-------- ENTRIES SUPPLIED --------

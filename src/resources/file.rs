//! Managed file and directory resources.
//!
//! Content is compared by SHA-256: the desired bytes are hashed locally and
//! `sha256sum` runs on the target, so unchanged files cost one round trip
//! and are never rewritten.
//!
//! Writes go through a staging file created with `mktemp` by the
//! unprivileged *stager* and are then moved into place with `install`,
//! which sets mode and ownership in the same step. Content never travels
//! through `sudo`'s stdin, which is reserved for the become password.
use anyhow::Result;
use sha2::{Digest as _, Sha256};

use super::error::ResourceError;
use super::{Applicable, Resource, ResourceChange, ResourceState};
use crate::exec::Executor;

/// Attributes reported by `stat` for an existing path.
#[derive(Debug, Clone, PartialEq, Eq)]
pub struct StatInfo {
    /// Octal permission bits as printed by `stat` (`644`, `4755`).
    pub mode: String,
    /// Owning user name.
    pub owner: String,
    /// Owning group name.
    pub group: String,
    /// File type (`regular file`, `directory`, ...).
    pub kind: String,
}

impl StatInfo {
    /// Whether the path is a directory.
    #[must_use]
    pub fn is_dir(&self) -> bool {
        self.kind == "directory"
    }
}

/// Stat `path` on the target, `None` when it does not exist.
///
/// # Errors
///
/// Returns an error if `stat` fails for any reason other than a missing
/// path (typically insufficient privilege).
pub fn stat(executor: &dyn Executor, path: &str) -> Result<Option<StatInfo>> {
    let result = executor.run_unchecked("stat", &["-c", "%a %U %G %F", "--", path])?;
    if !result.success {
        if result.stderr.contains("No such file or directory") {
            return Ok(None);
        }
        return Err(
            ResourceError::from_failure("stat", result.code.unwrap_or(-1), &result.stderr).into(),
        );
    }
    parse_stat(result.stdout.trim())
        .map(Some)
        .ok_or_else(|| {
            ResourceError::InvalidState {
                resource: path.to_string(),
                reason: format!("unexpected stat output: {}", result.stdout.trim()),
            }
            .into()
        })
}

fn parse_stat(line: &str) -> Option<StatInfo> {
    let mut parts = line.splitn(4, ' ');
    Some(StatInfo {
        mode: parts.next()?.to_string(),
        owner: parts.next()?.to_string(),
        group: parts.next()?.to_string(),
        kind: parts.next()?.to_string(),
    })
}

/// Describe ownership differences, `None` when `stat` matches.
fn ownership_drift(info: &StatInfo, owner: Option<&str>, group: Option<&str>) -> Option<String> {
    let owner_ok = owner.is_none_or(|o| o == info.owner);
    let group_ok = group.is_none_or(|g| g == info.group);
    (!owner_ok || !group_ok).then(|| format!("owner {}:{}", info.owner, info.group))
}

fn ownership_args<'a>(owner: Option<&'a str>, group: Option<&'a str>) -> Vec<&'a str> {
    let mut args = Vec::new();
    if let Some(owner) = owner {
        args.extend(["-o", owner]);
    }
    if let Some(group) = group {
        args.extend(["-g", group]);
    }
    args
}

/// Lowercase hex SHA-256 of `content`.
#[must_use]
pub fn sha256_hex(content: &[u8]) -> String {
    format!("{:x}", Sha256::digest(content))
}

/// A file whose content, mode and ownership are fully managed.
///
/// Applying overwrites whatever is at the path; there is no merge.
#[derive(Debug)]
pub struct ManagedFileResource<'a> {
    /// Absolute path on the target.
    pub path: String,
    content: Vec<u8>,
    /// Permission bits.
    pub mode: u32,
    owner: Option<String>,
    group: Option<String>,
    executor: &'a dyn Executor,
    stager: &'a dyn Executor,
    validate_sudoers: bool,
}

impl<'a> ManagedFileResource<'a> {
    /// Manage `path` through `executor`, staging with the same executor.
    #[must_use]
    pub fn new(path: String, content: Vec<u8>, mode: u32, executor: &'a dyn Executor) -> Self {
        Self {
            path,
            content,
            mode,
            owner: None,
            group: None,
            executor,
            stager: executor,
            validate_sudoers: false,
        }
    }

    /// Require the file to be owned by `owner` and `group`.
    #[must_use]
    pub fn owned_by(mut self, owner: Option<&str>, group: Option<&str>) -> Self {
        self.owner = owner.map(String::from);
        self.group = group.map(String::from);
        self
    }

    /// Create the staging file through `stager` instead of the main executor.
    #[must_use]
    pub fn staged_with(mut self, stager: &'a dyn Executor) -> Self {
        self.stager = stager;
        self
    }

    /// Check the content with `visudo -cf` before it replaces the file.
    #[must_use]
    pub const fn validated_by_visudo(mut self) -> Self {
        self.validate_sudoers = true;
        self
    }

    fn mode_string(&self) -> String {
        format!("{:o}", self.mode)
    }

    fn write(&self, staged: &str) -> Result<()> {
        self.stager
            .run_with_input("sh", &["-c", "cat > \"$1\"", "sh", staged], &self.content)?;

        let mode = self.mode_string();
        let mut args = vec!["-m", mode.as_str()];
        args.extend(ownership_args(self.owner.as_deref(), self.group.as_deref()));

        if !self.validate_sudoers {
            args.extend([staged, self.path.as_str()]);
            self.executor.run("install", &args)?;
            return Ok(());
        }

        // Candidate sits next to the destination with its final attributes;
        // a leading dot keeps sudo's includedir from reading it.
        let candidate = sibling_candidate(&self.path);
        args.extend([staged, candidate.as_str()]);
        self.executor.run("install", &args)?;
        let checked = self.executor.run_unchecked("visudo", &["-c", "-f", &candidate])?;
        if !checked.success {
            self.executor.run_unchecked("rm", &["-f", "--", &candidate])?;
            return Err(ResourceError::InvalidState {
                resource: self.path.clone(),
                reason: format!(
                    "rejected by visudo: {}",
                    [checked.stdout.trim(), checked.stderr.trim()].join(" ").trim()
                ),
            }
            .into());
        }
        self.executor.run("mv", &["-f", "--", &candidate, &self.path])?;
        Ok(())
    }
}

/// `dir/.name.devenv` for `dir/name`.
fn sibling_candidate(path: &str) -> String {
    match path.rsplit_once('/') {
        Some((dir, name)) => format!("{dir}/.{name}.devenv"),
        None => format!(".{path}.devenv"),
    }
}

impl Applicable for ManagedFileResource<'_> {
    fn description(&self) -> String {
        self.path.clone()
    }

    fn apply(&self) -> Result<ResourceChange> {
        let staged = self.stager.run("mktemp", &[])?.stdout.trim().to_string();
        let written = self.write(&staged);
        // install copies; the stage file is removed either way.
        self.stager.run_unchecked("rm", &["-f", "--", &staged])?;
        written?;
        Ok(ResourceChange::Applied)
    }
}

impl Resource for ManagedFileResource<'_> {
    fn current_state(&self) -> Result<ResourceState> {
        let Some(info) = stat(self.executor, &self.path)? else {
            return Ok(ResourceState::Missing);
        };
        if info.is_dir() {
            return Ok(ResourceState::Invalid {
                reason: format!("{} is a directory", self.path),
            });
        }

        let sum = self.executor.run("sha256sum", &["--", &self.path])?;
        let current = sum.stdout.split_whitespace().next().unwrap_or_default();
        if current != sha256_hex(&self.content) {
            return Ok(ResourceState::Incorrect {
                current: "content differs".to_string(),
            });
        }
        if info.mode != self.mode_string() {
            return Ok(ResourceState::Incorrect {
                current: format!("mode {}", info.mode),
            });
        }
        if let Some(current) = ownership_drift(&info, self.owner.as_deref(), self.group.as_deref())
        {
            return Ok(ResourceState::Incorrect { current });
        }
        Ok(ResourceState::Correct)
    }
}

/// A directory that must exist with a given mode and ownership.
#[derive(Debug)]
pub struct ManagedDirResource<'a> {
    /// Absolute path on the target.
    pub path: String,
    /// Permission bits applied when the directory is created (or always,
    /// when strict).
    pub mode: u32,
    owner: Option<String>,
    group: Option<String>,
    strict: bool,
    executor: &'a dyn Executor,
}

impl<'a> ManagedDirResource<'a> {
    /// Ensure `path` exists; an existing directory is left as it is.
    #[must_use]
    pub const fn new(path: String, mode: u32, executor: &'a dyn Executor) -> Self {
        Self {
            path,
            mode,
            owner: None,
            group: None,
            strict: false,
            executor,
        }
    }

    /// Owner and group for the directory.
    #[must_use]
    pub fn owned_by(mut self, owner: Option<&str>, group: Option<&str>) -> Self {
        self.owner = owner.map(String::from);
        self.group = group.map(String::from);
        self
    }

    /// Also correct mode and ownership of an existing directory.
    #[must_use]
    pub const fn strict(mut self) -> Self {
        self.strict = true;
        self
    }
}

impl Applicable for ManagedDirResource<'_> {
    fn description(&self) -> String {
        format!("{}/", self.path.trim_end_matches('/'))
    }

    fn apply(&self) -> Result<ResourceChange> {
        let mode = format!("{:o}", self.mode);
        let mut args = vec!["-d", "-m", mode.as_str()];
        args.extend(ownership_args(self.owner.as_deref(), self.group.as_deref()));
        args.extend(["--", self.path.as_str()]);
        self.executor.run("install", &args)?;
        Ok(ResourceChange::Applied)
    }
}

impl Resource for ManagedDirResource<'_> {
    fn current_state(&self) -> Result<ResourceState> {
        let Some(info) = stat(self.executor, &self.path)? else {
            return Ok(ResourceState::Missing);
        };
        if !info.is_dir() {
            return Ok(ResourceState::Invalid {
                reason: format!("{} exists and is not a directory", self.path),
            });
        }
        if !self.strict {
            return Ok(ResourceState::Correct);
        }
        if info.mode != format!("{:o}", self.mode) {
            return Ok(ResourceState::Incorrect {
                current: format!("mode {}", info.mode),
            });
        }
        Ok(
            ownership_drift(&info, self.owner.as_deref(), self.group.as_deref())
                .map_or(ResourceState::Correct, |current| {
                    ResourceState::Incorrect { current }
                }),
        )
    }
}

--------

* [YOUR INSTRUCTIONS] Only a number is wanted here: how many lines of the records above contain "parts".

* [RESULT OF THE EXERCISE] 5